Non deve essere visto come qualcosa di sorprendente se “Don’t Look Up”, l’ultima opera di Adam McKay, è stato maggiormente apprezzato dagli scienziati che dai critici cinematografici: forse perché questa pellicola, nel raccontare le assurde quanto patetiche (nel senso di pena umana che si prova nei loro confronti) vicende di questi due ricercatori, Randall Mindy e Kate Dibiasky (ben interpretati da Leonardo DiCaprio e Jennifer Lawrence) che, nel tentativo di avvertire la popolazione da una minaccia imminente che porterebbe il genere umano all’estinzione, vengono prima ignorati dal governo, poi presi in giro dai media, per poi essere usati e manipolati dal governo stesso, oltre che dai ricchi tycoon delle multinazionali, unicamente per i propri tornaconti personali, molti di loro che da anni si occupano del cambiamento climatico, si sono pienamente rivisti e rispecchiati nell’assurda storia dei nostri protagonisti.

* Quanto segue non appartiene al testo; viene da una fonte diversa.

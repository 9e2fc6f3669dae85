//! Pipeline error types
//!
//! Only file-level problems surface here; per-record and per-write
//! failures are recovered locally and folded into counters.

use std::io;

use thiserror::Error;

/// Result type for pipeline operations
pub type Result<T> = std::result::Result<T, PipelineError>;

/// Pipeline errors
#[derive(Debug, Error)]
pub enum PipelineError {
    /// Input file could not be opened
    #[error("failed to open '{path}': {source}")]
    Open {
        /// Input file path
        path: String,
        /// Underlying IO error
        #[source]
        source: io::Error,
    },

    /// Reading the input stream failed mid-file (e.g. gzip corruption)
    #[error("read error in '{path}': {source}")]
    Read {
        /// Input file path
        path: String,
        /// Underlying IO error
        #[source]
        source: io::Error,
    },

    /// A writer worker panicked
    #[error("writer worker failed: {0}")]
    Worker(String),
}
//! Compact binary payload codec
//!
//! The value written to the cache for each record is a protobuf-encoded
//! [`DeviceApps`] message. Field numbers are fixed by the existing readers:
//! lat=1 (double), lon=2 (double), apps=3 (repeated uint32).

use prost::Message;

use crate::error::ProtocolError;
use crate::record::AppsInstalled;

/// Wire message for one device's installed apps
#[derive(Clone, PartialEq, Message)]
pub struct DeviceApps {
    /// Device latitude
    #[prost(double, tag = "1")]
    pub lat: f64,

    /// Device longitude
    #[prost(double, tag = "2")]
    pub lon: f64,

    /// Installed application ids
    #[prost(uint32, repeated, tag = "3")]
    pub apps: Vec<u32>,
}

impl DeviceApps {
    /// Build the wire message for a parsed record
    pub fn from_record(record: &AppsInstalled) -> Self {
        Self {
            lat: record.lat,
            lon: record.lon,
            apps: record.apps.clone(),
        }
    }

    /// Encode to protobuf wire bytes
    pub fn encode_to_bytes(&self) -> Vec<u8> {
        self.encode_to_vec()
    }

    /// Decode from protobuf wire bytes
    ///
    /// # Errors
    ///
    /// Returns [`ProtocolError::Decode`] when the bytes are not a valid
    /// message.
    pub fn decode_from_bytes(buf: &[u8]) -> Result<Self, ProtocolError> {
        Ok(Self::decode(buf)?)
    }

    /// Verify that this message survives an encode/decode round trip
    ///
    /// Used by the `--test` self-check mode.
    ///
    /// # Errors
    ///
    /// Returns [`ProtocolError::RoundTripMismatch`] when the decoded
    /// message differs from the original.
    pub fn verify_round_trip(&self) -> Result<(), ProtocolError> {
        let decoded = Self::decode_from_bytes(&self.encode_to_bytes())?;
        if decoded != *self {
            return Err(ProtocolError::RoundTripMismatch);
        }
        Ok(())
    }
}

Una storia che poi tanto assurda forse non è, visto come nel mondo reale, ci siano tutt’ora leader politici che negano l’esistenza del climate change, o che agli inizi della pandemia da Covid-19, negavano che il virus SARS-CoV-2 potesse provocare una catastrofe di morti e ospedalizzazioni.
Qualche nome? Donald Trump, ex-presidente degli Stati Uniti, Jair Bolsonaro, attuale presidente del Brasile, Narendra Modi, attuale presidente dell’India (indovinate quali sono i due Paesi in cui sono scoppiate le varianti più pericolose di Covid…). Molte delle recensioni negative al film di Mckay (quantomeno quelle scritte su giornali o riviste super-partes) hanno più o meno tutte sottolineato le stesse cose, dalla superficialità nel trattare certi argomenti così spinosi, alla satira che non fa ridere e non “punge” come dovrebbe (basti leggere la recensione dell’ ”Hollywood Reporter” o quella del “The Guardian”). Ma gli uomini di scienza si sono letteralmente trovati tutti d’accordo nel dire che il film, per quanto orientato sui toni della farsa, sia più reale di quanto non sembri, soprattutto nell’esplicita messa in scena del negazionismo scientifico, come sottolineato dalla recensione dell’astrofisica Rebecca Oppenheimer, pubblicata su “Scientific American”, e soprattutto nella più realistica messa in scena di una possibile (imminente?) crisi climatica del pianeta, e sulla totale passività di governi e popolazione nel reagire all’emergenza, sfruttando la metafora della cometa che sta per schiantarsi sulla Terra, come sottolineato dal climatologo Peter Kalmus, in una sua recensione del film pubblicata sempre sul “The Guardian”.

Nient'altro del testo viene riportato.